### WHAT THE TASK REQUIRES
Search the records below for the word "AnalysisReport" and show every line where it occurs.

### Saved data entries
--*--
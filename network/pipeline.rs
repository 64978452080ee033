// network/pipeline.rs

//! # Analysis Pipeline
//!
//! Runs the five stages strictly in sequence, each a function from explicit
//! inputs to an immutable output:
//!
//! 1. prepare: drop outliers, derive columns, split rows;
//! 2. learn structure: constrained hill climbing on the training rows;
//! 3. parameterize: local regressions composed into one joint normal;
//! 4. infer: condition responses on covariates for every test row;
//! 5. evaluate: bias, stdev and SEP for the GBN and the saturated baseline.
//!
//! Any failure halts the run; there is no partial report.

use crate::config::{AnalysisConfig, ConfigError};
use crate::data::{self, DataError, Table, TrainTestSplit};
use crate::evaluate::{Evaluation, ExportError, evaluate};
use crate::gaussian::{GaussianNetwork, MultivariateNormal};
use crate::graph::{Dag, EdgeConstraints, GraphError};
use crate::inference::InferenceError;
use crate::model::{FittedNetwork, ModelError, Prediction};
use crate::precision::{precision_matrix, threshold_adjacency, undirected_edges};
use crate::regression::FitError;
use crate::score::BicScore;
use crate::search::{HillClimber, SearchError, SearchOutcome};
use ndarray::{Array2, Axis};
use std::collections::BTreeMap;
use std::fmt;
use thiserror::Error;

#[derive(Error, Debug)]
pub enum PipelineError {
    #[error(transparent)]
    Config(#[from] ConfigError),
    #[error(transparent)]
    Data(#[from] DataError),
    #[error(transparent)]
    Graph(#[from] GraphError),
    #[error(transparent)]
    Search(#[from] SearchError),
    #[error(transparent)]
    Fit(#[from] FitError),
    #[error(transparent)]
    Inference(#[from] InferenceError),
    #[error(transparent)]
    Model(#[from] ModelError),
    #[error(transparent)]
    Export(#[from] ExportError),
}

/// Training and test matrices over the analysis variables.
#[derive(Debug, Clone)]
pub struct PreparedData {
    /// Column order of `train` and `test`: covariates, then responses.
    pub variables: Vec<String>,
    pub n_covariates: usize,
    pub split: TrainTestSplit,
    pub train: Array2<f64>,
    pub test: Array2<f64>,
}

impl PreparedData {
    /// Column indices of the covariates, which serve as evidence.
    pub fn covariate_indices(&self) -> Vec<usize> {
        (0..self.n_covariates).collect()
    }
}

#[derive(Debug, Clone)]
pub struct AnalysisReport {
    pub variables: Vec<String>,
    pub search: SearchOutcome,
    pub empty_graph_cost: f64,
    pub penalty_per_parameter: f64,
    pub fitted: FittedNetwork,
    pub baseline: Evaluation,
    pub gbn: Evaluation,
    pub precision_threshold: f64,
    pub precision_edges: Vec<(String, String)>,
    pub example_evidence: BTreeMap<String, f64>,
    pub example: Prediction,
    pub n_train: usize,
    pub n_test: usize,
}

/// Raw-table columns the analysis reads: every variable that is not derived,
/// plus the source of every derived column.
pub fn required_columns(config: &AnalysisConfig) -> Vec<String> {
    let mut columns: Vec<String> = Vec::new();
    let derived_names: Vec<&String> = config.derived.iter().map(|d| &d.name).collect();
    let wanted = config
        .variables()
        .into_iter()
        .filter(|v| !derived_names.contains(&v))
        .chain(config.derived.iter().map(|d| d.source.clone()));
    for name in wanted {
        if !columns.contains(&name) {
            columns.push(name);
        }
    }
    columns
}

pub fn load_raw(path: &str, config: &AnalysisConfig) -> Result<Table, PipelineError> {
    config.validate()?;
    Ok(data::load_table(
        path,
        config.separator as u8,
        &required_columns(config),
    )?)
}

/// Stage 1. Cleans the raw table and splits it into training and test rows.
pub fn prepare_data(raw: &Table, config: &AnalysisConfig) -> Result<PreparedData, PipelineError> {
    config.validate()?;
    let prepared = data::prepare(raw, &config.outlier_rows, &config.derived)?;
    let variables = config.variables();
    let table = prepared.select_columns(&variables)?;

    let split = data::split_indices(table.nrows(), config.split_proportion, config.seed)?;
    // A node with every other variable as parent needs more rows than variables.
    let required = variables.len() + 1;
    if split.train.len() < required {
        return Err(DataError::InsufficientRows {
            found: split.train.len(),
            required,
        }
        .into());
    }

    let values = table.values();
    let train = values.select(Axis(0), &split.train);
    let test = values.select(Axis(0), &split.test);
    log::info!(
        "Split {} rows into {} training and {} test rows (seed {}).",
        table.nrows(),
        train.nrows(),
        test.nrows(),
        config.seed
    );

    Ok(PreparedData {
        variables,
        n_covariates: config.covariates.len(),
        split,
        train,
        test,
    })
}

/// Stage 2. Constrained hill climbing on the training rows.
pub fn learn_structure(
    prepared: &PreparedData,
    config: &AnalysisConfig,
) -> Result<(SearchOutcome, f64, f64), PipelineError> {
    let constraints = EdgeConstraints::from_names(
        &prepared.variables,
        &config.mandatory_edges,
        &config.effective_forbidden_edges(),
    )?;
    let score = BicScore::new(prepared.train.view(), &config.penalty);
    let outcome = HillClimber::new(&score, &constraints, &prepared.variables)
        .with_max_iterations(config.max_search_iterations)
        .run()?;
    let empty_cost = score.total_cost(&Dag::empty(prepared.variables.len()))?;
    Ok((outcome, empty_cost, score.penalty_per_parameter()))
}

/// Stage 3. Local regressions on the learned graph, composed into a joint.
pub fn parameterize(
    prepared: &PreparedData,
    dag: &Dag,
) -> Result<(GaussianNetwork, MultivariateNormal), PipelineError> {
    let network = GaussianNetwork::fit(dag, prepared.train.view())?;
    let joint = network.joint()?;
    Ok((network, joint))
}

/// Stages 2 to 5 on an already loaded raw table.
pub fn run_analysis(raw: &Table, config: &AnalysisConfig) -> Result<AnalysisReport, PipelineError> {
    let prepared = prepare_data(raw, config)?;
    let (search, empty_graph_cost, penalty_per_parameter) = learn_structure(&prepared, config)?;
    let (network, joint) = parameterize(&prepared, &search.dag)?;
    let fitted = FittedNetwork::new(&prepared.variables, &network, &joint);

    let evidence = prepared.covariate_indices();
    let saturated = MultivariateNormal::from_sample(prepared.train.view())?;
    let baseline = evaluate(
        "Saturated baseline",
        &saturated,
        &prepared.variables,
        prepared.test.view(),
        &evidence,
        config.condition_limit,
    )?;
    let gbn = evaluate(
        "Gaussian Bayesian network",
        &joint,
        &prepared.variables,
        prepared.test.view(),
        &evidence,
        config.condition_limit,
    )?;

    let precision = precision_matrix(&saturated.covariance)?;
    let adjacency = threshold_adjacency(&precision, config.precision_threshold);
    let precision_edges = undirected_edges(&adjacency)
        .into_iter()
        .map(|(i, j)| (prepared.variables[i].clone(), prepared.variables[j].clone()))
        .collect();

    let example_evidence = match &config.example_evidence {
        Some(given) => given.clone(),
        None => evidence
            .iter()
            .map(|&i| (prepared.variables[i].clone(), prepared.test[[0, i]]))
            .collect(),
    };
    let example = fitted.predict(&example_evidence, config.condition_limit)?;

    Ok(AnalysisReport {
        variables: prepared.variables.clone(),
        search,
        empty_graph_cost,
        penalty_per_parameter,
        fitted,
        baseline,
        gbn,
        precision_threshold: config.precision_threshold,
        precision_edges,
        example_evidence,
        example,
        n_train: prepared.train.nrows(),
        n_test: prepared.test.nrows(),
    })
}

/// Loads `path` and runs the full analysis.
pub fn run(path: &str, config: &AnalysisConfig) -> Result<AnalysisReport, PipelineError> {
    let raw = load_raw(path, config)?;
    run_analysis(&raw, config)
}

impl fmt::Display for AnalysisReport {
    fn fmt(&self, f: &mut fmt::Formatter<'_>) -> fmt::Result {
        writeln!(
            f,
            "Training rows: {}, test rows: {}",
            self.n_train, self.n_test
        )?;
        writeln!(f)?;
        writeln!(
            f,
            "Learned structure ({} edges, {} moves):",
            self.search.dag.n_edges(),
            self.search.moves.len()
        )?;
        writeln!(f, "{}", self.search.dag.format_edges(&self.variables))?;
        writeln!(
            f,
            "BIC cost: learned {:.4}, empty graph {:.4} (penalty per parameter {:.4})",
            self.search.cost, self.empty_graph_cost, self.penalty_per_parameter
        )?;
        writeln!(f)?;
        writeln!(
            f,
            "Precision-matrix edges (|entry| > {}): {}",
            self.precision_threshold,
            self.precision_edges.len()
        )?;
        for (a, b) in &self.precision_edges {
            writeln!(f, "{a} -- {b}")?;
        }
        writeln!(f)?;
        writeln!(f, "{}", self.baseline)?;
        writeln!(f)?;
        writeln!(f, "{}", self.gbn)?;
        writeln!(f)?;
        let evidence = self
            .example_evidence
            .iter()
            .map(|(k, v)| format!("{k}={v}"))
            .collect::<Vec<_>>()
            .join(", ");
        writeln!(f, "Example prediction given {evidence}:")?;
        write!(f, "{}", self.example)
    }
}

#[cfg(test)]
mod tests {
    use super::*;
    use crate::config::DerivedColumn;

    #[test]
    fn test_required_columns_replace_derived_with_sources() {
        let config = AnalysisConfig::default();
        let columns = required_columns(&config);
        assert!(columns.contains(&"Weight".to_string()));
        assert!(columns.contains(&"Height".to_string()));
        assert!(!columns.contains(&"Wkg".to_string()));
        assert!(!columns.contains(&"Hcm".to_string()));
        assert!(columns.contains(&"BodyFat".to_string()));
        assert_eq!(columns.len(), 14);
    }

    #[test]
    fn test_too_few_training_rows_is_rejected() {
        let config = AnalysisConfig {
            covariates: vec!["x1".to_string(), "x2".to_string()],
            responses: vec!["y".to_string()],
            derived: vec![DerivedColumn::affine("x2", "raw", 2.0)],
            outlier_rows: vec![],
            ..AnalysisConfig::default()
        };
        let values = Array2::from_shape_fn((6, 3), |(i, j)| (i * 3 + j) as f64);
        let raw = Table::new(
            vec!["x1".to_string(), "raw".to_string(), "y".to_string()],
            values,
        )
        .unwrap();
        match prepare_data(&raw, &config) {
            Err(PipelineError::Data(DataError::InsufficientRows { found, .. })) => {
                assert_eq!(found, 3)
            }
            other => panic!("Expected InsufficientRows, got {:?}", other.map(|p| p.variables)),
        }
    }
}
--*--
### RESULT OF THIS TASK
pub struct AnalysisReport {
pub fn run_analysis(raw: &Table, config: &AnalysisConfig) -> Result<AnalysisReport, PipelineError> {
    Ok(AnalysisReport {
pub fn run(path: &str, config: &AnalysisConfig) -> Result<AnalysisReport, PipelineError> {
impl fmt::Display for AnalysisReport {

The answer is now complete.